use burn::tensor::backend::Backend;
use burn::tensor::ops::ConvOptions;
use burn::tensor::{Shape, Tensor};
use crate::error::Result;
use crate::image::Image;
use crate::spatial::Spacing;

/// Gaussian smoothing filter.
///
/// Separable 1-D convolutions along each axis. Sigmas are physical (mm) and
/// converted to voxels with the image spacing. Near the borders the kernel is
/// renormalized over the samples that exist, so constant images stay constant.
pub struct GaussianFilter<B: Backend> {
    sigmas: Vec<f64>,
    max_kernel_width: usize,
    _b: std::marker::PhantomData<B>,
}

impl<B: Backend> GaussianFilter<B> {
    /// Create a filter with one sigma per index axis `(x, y, z)`, in physical
    /// units. A single value applies to every axis.
    pub fn new(sigmas: Vec<f64>) -> Self {
        Self {
            sigmas,
            max_kernel_width: 32,
            _b: std::marker::PhantomData,
        }
    }

    /// Isotropic physical sigma.
    pub fn isotropic(sigma: f64) -> Self {
        Self::new(vec![sigma])
    }

    /// Set the maximum kernel width (radius * 2 + 1).
    pub fn with_max_kernel_width(mut self, width: usize) -> Self {
        self.max_kernel_width = width.max(1);
        self
    }

    /// Apply the filter to an image.
    pub fn apply<const D: usize>(&self, image: &Image<B, D>) -> Result<Image<B, D>> {
        let data = self.apply_tensor(image.data().clone(), image.spacing());
        image.with_data(data)
    }

    /// Apply the filter to a tensor stored slowest axis first.
    ///
    /// # Arguments
    /// * `input` - Input tensor (`[Z, Y, X]` in 3-D)
    /// * `spacing` - Spacing ordered by index axis `(x, y, z)`
    pub fn apply_tensor<const D: usize>(&self, input: Tensor<B, D>, spacing: &Spacing<D>) -> Tensor<B, D> {
        let mut data = input;
        let device = data.device();

        for axis in 0..D {
            let sigma = self.sigmas.get(axis).or(self.sigmas.first()).copied().unwrap_or(0.0);
            if sigma <= 1e-6 {
                continue;
            }

            let voxel_sigma = sigma / spacing[axis];
            let radius = (3.0 * voxel_sigma).ceil() as usize;
            let width = (2 * radius + 1).min(self.max_kernel_width);
            let radius = (width - 1) / 2;
            if radius == 0 {
                continue;
            }

            let kernel = Self::generate_kernel(voxel_sigma, radius);
            let kernel = Tensor::<B, 1>::from_floats(kernel.as_slice(), &device);

            // Index axis `axis` is tensor dimension `D - 1 - axis`.
            data = Self::convolve_1d::<D>(data, kernel, D - 1 - axis);
        }
        data
    }

    fn generate_kernel(sigma: f64, radius: usize) -> Vec<f32> {
        let two_sigma2 = 2.0 * sigma * sigma;
        let weights: Vec<f64> = (0..=(2 * radius))
            .map(|i| {
                let x = i as f64 - radius as f64;
                (-x * x / two_sigma2).exp()
            })
            .collect();
        let sum: f64 = weights.iter().sum();
        weights.iter().map(|w| (w / sum) as f32).collect()
    }

    fn convolve_1d<const D: usize>(input: Tensor<B, D>, kernel: Tensor<B, 1>, dim: usize) -> Tensor<B, D> {
        let dims: [usize; D] = input.dims();
        let device = input.device();

        // Move the target dimension last and fold the others into a batch.
        let mut permutation = [0isize; D];
        let mut idx = 0;
        for i in 0..D {
            if i != dim {
                permutation[idx] = i as isize;
                idx += 1;
            }
        }
        permutation[D - 1] = dim as isize;

        let length = dims[dim];
        let batch: usize = (0..D).filter(|&i| i != dim).map(|i| dims[i]).product();
        let folded = input.permute(permutation).reshape([batch, 1, length]);

        let kernel_size = kernel.dims()[0];
        let kernel = kernel.reshape([1, 1, kernel_size]);
        let options = ConvOptions::new([1], [kernel_size / 2], [1], 1);

        let smoothed = burn::tensor::module::conv1d(folded, kernel.clone(), None, options.clone());
        let coverage = burn::tensor::module::conv1d(
            Tensor::<B, 3>::ones([1, 1, length], &device),
            kernel,
            None,
            options,
        );
        let smoothed = smoothed / coverage;

        let mut permuted_shape = [0usize; D];
        for (slot, &src) in permutation.iter().enumerate() {
            permuted_shape[slot] = dims[src as usize];
        }
        let mut inverse = [0isize; D];
        for (slot, &src) in permutation.iter().enumerate() {
            inverse[src as usize] = slot as isize;
        }

        smoothed.reshape(Shape::new(permuted_shape)).permute(inverse)
    }
}
pub mod gaussian;
pub mod shrink;
pub mod pyramid;
pub mod resample;

pub use gaussian::GaussianFilter;
pub use resample::ResampleImageFilter;
pub use pyramid::MultiResolutionPyramid;
pub use shrink::ShrinkImageFilter;
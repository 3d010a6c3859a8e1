//! Error types for core image and field operations.

use thiserror::Error;

/// Errors raised by geometry, image and field primitives.
#[derive(Error, Debug)]
pub enum CoreError {
    /// Tensor shape does not agree with the declared geometry.
    #[error("Shape mismatch: expected {expected:?}, got {actual:?}")]
    ShapeMismatch {
        expected: Vec<usize>,
        actual: Vec<usize>,
    },

    /// Degenerate spacing or direction.
    #[error("Invalid geometry: {0}")]
    InvalidGeometry(String),

    /// A volume with no voxels.
    #[error("Empty volume: {0}")]
    EmptyVolume(String),

    /// Tensor data could not be read back to the host.
    #[error("Tensor data error: {0}")]
    TensorData(String),

    /// Parameter outside its valid range.
    #[error("Invalid argument: {0}")]
    InvalidArgument(String),
}

/// Result type for core operations.
pub type Result<T> = std::result::Result<T, CoreError>;

impl CoreError {
    pub fn invalid_geometry(msg: impl Into<String>) -> Self {
        Self::InvalidGeometry(msg.into())
    }

    pub fn empty_volume(msg: impl Into<String>) -> Self {
        Self::EmptyVolume(msg.into())
    }

    pub fn tensor_data(msg: impl Into<String>) -> Self {
        Self::TensorData(msg.into())
    }

    pub fn invalid_argument(msg: impl Into<String>) -> Self {
        Self::InvalidArgument(msg.into())
    }
}
//! Matrix logarithm for homogeneous 4×4 transforms.
//!
//! The logarithm maps a local affine transform to the constant-in-time
//! velocity generator whose flow reaches it after unit time, which is how
//! block transforms are turned into velocities.

use nalgebra::Matrix4;

const SERIES_TERMS: usize = 16;
const MAX_SQUARE_ROOTS: usize = 24;

/// Principal matrix logarithm by inverse scaling and squaring.
///
/// Returns `None` when the matrix has no real principal logarithm reachable
/// by repeated square roots (singular or reflecting linear part).
pub fn matrix_log(m: &Matrix4<f64>) -> Option<Matrix4<f64>> {
    let identity = Matrix4::<f64>::identity();

    // Pure translations have an exact logarithm.
    let linear = m.fixed_view::<3, 3>(0, 0);
    if (linear - nalgebra::Matrix3::identity()).norm() < 1e-12 {
        let mut log = Matrix4::zeros();
        for r in 0..3 {
            log[(r, 3)] = m[(r, 3)];
        }
        return Some(log);
    }

    if linear.determinant() <= 0.0 {
        return None;
    }

    let mut a = *m;
    let mut roots = 0;
    while (a - identity).norm() > 0.25 {
        if roots == MAX_SQUARE_ROOTS {
            return None;
        }
        a = matrix_sqrt(&a)?;
        roots += 1;
    }

    // log(I + X) = X - X²/2 + X³/3 - ...
    let x = a - identity;
    let mut log = Matrix4::zeros();
    let mut power = identity;
    for n in 1..=SERIES_TERMS {
        power *= x;
        let sign = if n % 2 == 1 { 1.0 } else { -1.0 };
        log += power * (sign / n as f64);
    }

    let log = log * 2f64.powi(roots as i32);
    if log.iter().all(|v| v.is_finite()) {
        Some(log)
    } else {
        None
    }
}

/// Principal square root by the Denman–Beavers iteration.
fn matrix_sqrt(m: &Matrix4<f64>) -> Option<Matrix4<f64>> {
    let mut y = *m;
    let mut z = Matrix4::<f64>::identity();
    for _ in 0..64 {
        let y_inv = y.try_inverse()?;
        let z_inv = z.try_inverse()?;
        let next_y = (y + z_inv) * 0.5;
        let next_z = (z + y_inv) * 0.5;
        let delta = (next_y - y).norm();
        y = next_y;
        z = next_z;
        if delta < 1e-13 * (1.0 + y.norm()) {
            break;
        }
    }
    Some(y)
}

#[cfg(test)]
mod tests {
    use super::*;
    use nalgebra::{Rotation3, Vector3};

    /// Matrix exponential by scaling and squaring with a truncated Taylor series.
    fn matrix_exp(m: &Matrix4<f64>) -> Matrix4<f64> {
        let norm = m.norm();
        let squarings = if norm > 0.5 {
            (norm / 0.5).log2().ceil() as i32
        } else {
            0
        };
        let scaled = m / 2f64.powi(squarings);

        let mut result = Matrix4::identity();
        let mut term = Matrix4::identity();
        for n in 1..=SERIES_TERMS {
            term = term * scaled / n as f64;
            result += term;
        }
        for _ in 0..squarings {
            result = result * result;
        }
        result
    }

    fn rigid(angle: f64, t: [f64; 3]) -> Matrix4<f64> {
        let r = Rotation3::from_axis_angle(&Vector3::z_axis(), angle);
        let mut m = Matrix4::identity();
        m.fixed_view_mut::<3, 3>(0, 0).copy_from(r.matrix());
        for i in 0..3 {
            m[(i, 3)] = t[i];
        }
        m
    }

    #[test]
    fn test_log_of_translation_is_exact() {
        let m = rigid(0.0, [1.0, -2.0, 0.5]);
        let log = matrix_log(&m).unwrap();
        assert_eq!(log[(0, 3)], 1.0);
        assert_eq!(log[(1, 3)], -2.0);
        assert_eq!(log.fixed_view::<3, 3>(0, 0).norm(), 0.0);
    }

    #[test]
    fn test_exp_inverts_log() {
        let m = rigid(0.7, [3.0, 1.0, -4.0]);
        let log = matrix_log(&m).unwrap();
        let back = matrix_exp(&log);
        assert!((back - m).norm() < 1e-9, "error {}", (back - m).norm());
        // Rotation about z: the generator carries the angle.
        assert!((log[(1, 0)] - 0.7).abs() < 1e-9);
    }

    #[test]
    fn test_log_rejects_reflection() {
        let mut m = Matrix4::identity();
        m[(0, 0)] = -1.0;
        assert!(matrix_log(&m).is_none());
    }

    #[test]
    fn test_exp_of_zero_is_identity() {
        assert_eq!(matrix_exp(&Matrix4::zeros()), Matrix4::identity());
    }
}
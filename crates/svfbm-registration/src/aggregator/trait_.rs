//! Aggregator trait.

use svfbm_core::image::ImageGeometry;
use svfbm_core::transform::HostVectorField;
use crate::config::{AggregatorKind, RegistrationConfig};
use crate::error::Result;
use crate::matcher::BlockEstimate;
use super::{KernelAggregator, MEstimationAggregator};

/// Turns block estimates into a dense velocity field.
///
/// Each estimate contributes the velocity of its generator `log(T)` at the
/// voxel being fitted. Voxels no block reaches get a zero velocity.
pub trait Aggregator: Send + Sync {
    /// Fit a velocity field on `geometry`.
    ///
    /// # Arguments
    /// * `estimates` - Block transforms with centers, confidences and dam flags
    /// * `geometry` - Output grid
    fn fit(&self, estimates: &[BlockEstimate], geometry: &ImageGeometry<3>) -> Result<HostVectorField>;

    fn name(&self) -> &'static str;
}

/// Build the aggregator selected in the configuration for a level with the
/// given mean voxel spacing.
pub fn create_aggregator(config: &RegistrationConfig, mean_spacing: f64) -> Box<dyn Aggregator> {
    let sigma = config.extrapolation_sigma * mean_spacing;
    match config.aggregator {
        AggregatorKind::Baloo => Box::new(KernelAggregator::new(sigma)),
        AggregatorKind::MEstimation => Box::new(
            MEstimationAggregator::new(sigma, sigma * config.neighborhood_approximation)
                .with_outlier_sigma(config.outlier_sigma)
                .with_convergence_threshold(config.m_estimate_convergence_threshold),
        ),
    }
}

⁂

**YOUR TASK**: If a line in the entries includes the word "PhantomData", copy that line out.

**ANSWER SPACE**:
    _b: std::marker::PhantomData<B>,
            _b: std::marker::PhantomData,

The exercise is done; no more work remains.